Learning to name what moves through us (both emotionally and physically) is a form of empowerment. It’s how we begin to “get a grip” not by control, but by awareness. When we can locate our experience on the inner map, we stop being at the mercy of what’s happening inside us. We can start relating to the experience rather than being consumed by it.


When we say, “I’m feeling resentment,” or “I notice a heat in my chest,” something in the body centres. We’re no longer lost in the fog. We’re being witnessed — by ourselves.

I often remind my clients (and myself, ha): you can’t regulate what you can’t locate. A map is useless if you don’t know where you are. Building an emotional and sensorial vocabulary is like placing a little red dot that says: you are here. From there, presence can begin to flow in. And with presence comes safety.


Because that’s really what self-regulation is: learning to make your own body a safe place to be.

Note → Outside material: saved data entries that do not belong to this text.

//! XDG path resolution for otto configuration and cache directories.

use anyhow::Result;
use std::path::PathBuf;

use super::types::Config;

impl Config {
    /// Returns the platform-specific configuration directory for otto.
    ///
    /// Returns `~/.config/otto/` on Linux (`XDG_CONFIG_HOME/otto`).
    ///
    /// # Errors
    ///
    /// Returns an error if the platform's config directory cannot be determined.
    pub fn config_dir() -> Result<PathBuf> {
        let dir = dirs::config_dir()
            .ok_or_else(|| anyhow::anyhow!("Could not determine config directory"))?
            .join(crate::constants::APP_NAME);
        Ok(dir)
    }

    /// Returns `~/.cache/otto/` on Linux. Holds readline history.
    pub fn cache_dir() -> Result<PathBuf> {
        let dir = dirs::cache_dir()
            .ok_or_else(|| anyhow::anyhow!("Could not determine cache directory"))?
            .join(crate::constants::APP_NAME);
        Ok(dir)
    }

    /// Returns the full path to the global configuration file.
    pub fn config_path() -> Result<PathBuf> {
        Ok(Self::config_dir()?.join(crate::constants::CONFIG_FILENAME))
    }

    pub fn history_path() -> Result<PathBuf> {
        Ok(Self::cache_dir()?.join(crate::constants::HISTORY_FILENAME))
    }
}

One practice I use is simple but surprisingly powerful. It has three steps:

First, I name the emotion. Not vaguely (“I feel bad”), but as precisely as possible. Irritation. Sadness. Fear. Hostility. Disappointment. 

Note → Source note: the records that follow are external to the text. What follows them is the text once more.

use serde::{Deserialize, Deserializer};
use serde_json::{json, Map, Value};
use std::path::PathBuf;

use super::{parse_input, Tool, ToolError, ToolOutput};

pub struct ReadFileTool {
    /// Directory relative paths are resolved against.
    root: PathBuf,
}

impl ReadFileTool {
    pub fn new(root: PathBuf) -> Self {
        Self { root }
    }
}

#[derive(Deserialize)]
struct ReadFileInput {
    path: String,
    #[serde(default, deserialize_with = "line_number")]
    start: Option<i64>,
    #[serde(default, deserialize_with = "line_number")]
    end: Option<i64>,
}

/// Accepts a line number as a JSON integer or a numeric string; models send both.
fn line_number<'de, D: Deserializer<'de>>(deserializer: D) -> Result<Option<i64>, D::Error> {
    #[derive(Deserialize)]
    #[serde(untagged)]
    enum Raw {
        Int(i64),
        Text(String),
    }

    match Option::<Raw>::deserialize(deserializer)? {
        None => Ok(None),
        Some(Raw::Int(n)) => Ok(Some(n)),
        Some(Raw::Text(s)) if s.trim().is_empty() => Ok(None),
        Some(Raw::Text(s)) => s
            .trim()
            .parse()
            .map(Some)
            .map_err(|_| serde::de::Error::custom(format!("line number expected, got {s:?}"))),
    }
}

/// Returns lines `start..=end` (1-based) when `end` is at or past `start`,
/// otherwise the whole text unchanged. A missing or non-positive `start`
/// means line 1.
fn slice_lines(text: &str, start: Option<i64>, end: Option<i64>) -> String {
    let start = start.filter(|s| *s >= 1).unwrap_or(1);
    match end {
        Some(end) if end >= start => text
            .lines()
            .skip((start - 1) as usize)
            .take((end - start + 1) as usize)
            .collect::<Vec<_>>()
            .join("\n"),
        _ => text.to_string(),
    }
}

#[async_trait::async_trait]
impl Tool for ReadFileTool {
    fn name(&self) -> &str {
        "read_file"
    }

    fn description(&self) -> &str {
        "Read a file slice or whole file. Lines are 1-based and inclusive."
    }

    fn schema(&self) -> Value {
        json!({
            "type": "object",
            "properties": {
                "path": {"type": "string"},
                "start": {"type": "integer"},
                "end": {"type": "integer"}
            },
            "required": ["path"]
        })
    }

    async fn execute(&self, args: &Map<String, Value>) -> Result<ToolOutput, ToolError> {
        let input: ReadFileInput = parse_input(args)?;
        let text = std::fs::read_to_string(self.root.join(&input.path))?;
        let content = slice_lines(&text, input.start, input.end);
        Ok(ToolOutput::success(json!({
            "path": input.path,
            "content": content,
        })))
    }
}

Secondly, I ask: how do I know I feel this way? What does my body tell me that confirms it? Perhaps my throat feels tight, my belly clenches, my eyes burn. These are my cues — the body’s language of emotion.

Sometimes, when I close my eyes, the sensations take shape. They might have color, texture, even voice. Hostility might feel like hot tar, sadness like cold mist. 

And then comes the third step: I get curious. I listen. What might this sensation want or need? Does it ask for rest, for space, for expression? Often, it just wants presence — to be felt without being fixed.


The beauty of this practice is that it doesn’t demand that you fix anything. Just notice. Just stay. Sometimes all that’s there is “I don’t know.” That’s fine too. Even that can be named: I don’t know what I’m feeling right now. See? You’re already locating yourself.


Over time, this becomes second nature. You start noticing your inner weather patterns with more precision, more compassion. You begin to meet yourself where you are, instead of where you think you should be.


Because the truth is: we can’t heal what we don’t first acknowledge. And we can’t acknowledge what we don’t have language for.


So, expanding your emotional and sensorial vocabulary isn’t just a mental exercise — it’s a critical part of the user's manual of being human. It’s how we learn to stay with ourselves when things get overwhelming and messy, and helps us to better help and relate to others.


"The limits of my language mean the limits of my world." This is a key concept from Brené Brown's book Atlas of the Heart which explores how naming and understanding our emotions is crucial for making sense of them, connecting with others, and managing our experiences. The book delves into the nuances of 87 distinct emotions, moving beyond basic feelings like "mad" or "sad" to provide a more comprehensive emotional vocabulary. If you found with blog interesting, you’ll love the book!